Vor 175 Jahren war Bayern deutschlandweit ganz vorne in Sachen Innovation und Kommunikation. Am 1. November 1849 führte das Königreich als erster Staat auf deutschem Boden Briefmarken ein: Den Schwarzen Einser, der unter Sammlern wegen des kleinsten Nennwerts als erste Marke gilt, sowie eine blaue Marke im Wert von drei Kreuzern und eine braune für sechs Kreuzer.
Mit dem Schritt folgte Bayern dem Vorbild Großbritanniens.
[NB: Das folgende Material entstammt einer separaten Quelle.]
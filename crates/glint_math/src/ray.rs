use crate::{Vec3, VectorExt};

/// A ray in 3D space with origin and unit direction.
///
/// The component-wise reciprocal of the direction is computed once at
/// construction so slab tests against bounding boxes need no divisions.
/// Zero direction components produce infinite reciprocals; the slab test
/// checks those axes against the origin instead.
#[derive(Debug, Copy, Clone, PartialEq)]
pub struct Ray {
    pub origin: Vec3,
    pub direction: Vec3,
    pub inv_direction: Vec3,
}

impl Ray {
    /// Create a new ray. The direction is normalized.
    pub fn new(origin: Vec3, direction: Vec3) -> Self {
        let direction = direction.normalize();
        Self {
            origin,
            direction,
            inv_direction: direction.recip(),
        }
    }

    /// Get the origin point of the ray.
    #[inline]
    pub fn origin(&self) -> Vec3 {
        self.origin
    }

    /// Get the (unit) direction vector of the ray.
    #[inline]
    pub fn direction(&self) -> Vec3 {
        self.direction
    }

    /// Get the point along the ray at parameter t.
    ///
    /// Returns: origin + t * direction
    #[inline]
    pub fn at(&self, t: f32) -> Vec3 {
        self.origin + self.direction * t
    }

    /// Reflect this incoming ray about `n` at point `pt`.
    pub fn reflect_about(&self, pt: Vec3, n: Vec3) -> Ray {
        Ray::new(pt, (-self.direction).reflect_about(n))
    }

    /// Refract this incoming ray through a surface at `pt` with normal `n`.
    ///
    /// Returns `None` on total internal reflection.
    pub fn refract_through(&self, pt: Vec3, n: Vec3, eta: f32) -> Option<Ray> {
        self.direction
            .refract_through(n, eta)
            .map(|direction| Ray::new(pt, direction))
    }
}
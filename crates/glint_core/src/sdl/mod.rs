//! SDL (scene description language) support for Glint.
//!
//! Scene files are plain text with one directive per line:
//!
//! ```text
//! # comment
//! film_resolution 320 240
//! camera 0 0 5  0 0 -1  0 1 0  30
//! material 0.1 0.1 0.1  0.8 0.2 0.2  0.3 0.3 0.3  20  0 0 0  1
//! sphere 0 0 0 1
//! point_light 10 10 10  0 5 5
//! ```
//!
//! Parsing happens in two passes: [`parse_sdl`] checks syntax (known
//! directive, field count, numbers) and produces typed [`Record`]s, then the
//! loader checks semantics (declaration order, pool bounds, value ranges)
//! and builds a [`SceneDescription`](crate::SceneDescription).

mod types;
mod parser;
mod loader;

pub use types::*;
pub use parser::*;
pub use loader::*;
Die Royal Mail hatte im Mai 1840 die One Penny Black eingeführt, die als erste Briefmarke der Welt gilt. Dass es in Deutschland auch neun Jahre später noch nichts Vergleichbares gab, lag unter anderem daran, dass sich die Postverwaltungen der damals noch vielen deutschen Staaten nicht auf ein gemeinsames Vorgehen einigen konnten.
Im Juni 1849 entschied sich der bayerische König Maximilian II. zum Alleingang und ordnete die Einführung von Briefmarken an und verschaffte Bayern damit die postalische Spitzenposition. So nachzulesen in einer Broschüre des auf Briefmarken spezialisierten Auktionshauses Heinrich Köhler. Die Wiesbadener haben vor Kurzem den einzigen bekannten vollständig erhaltenen Brief mit einem Schwarzen Einser vom 1. November 1849 für 440.000 Euro versteigert. So viel bringt die einzelne Marke nicht ein. Im Netz finden sich Angebote knapp unter 1000 Euro und viele im niedrigen vierstelligen Bereich.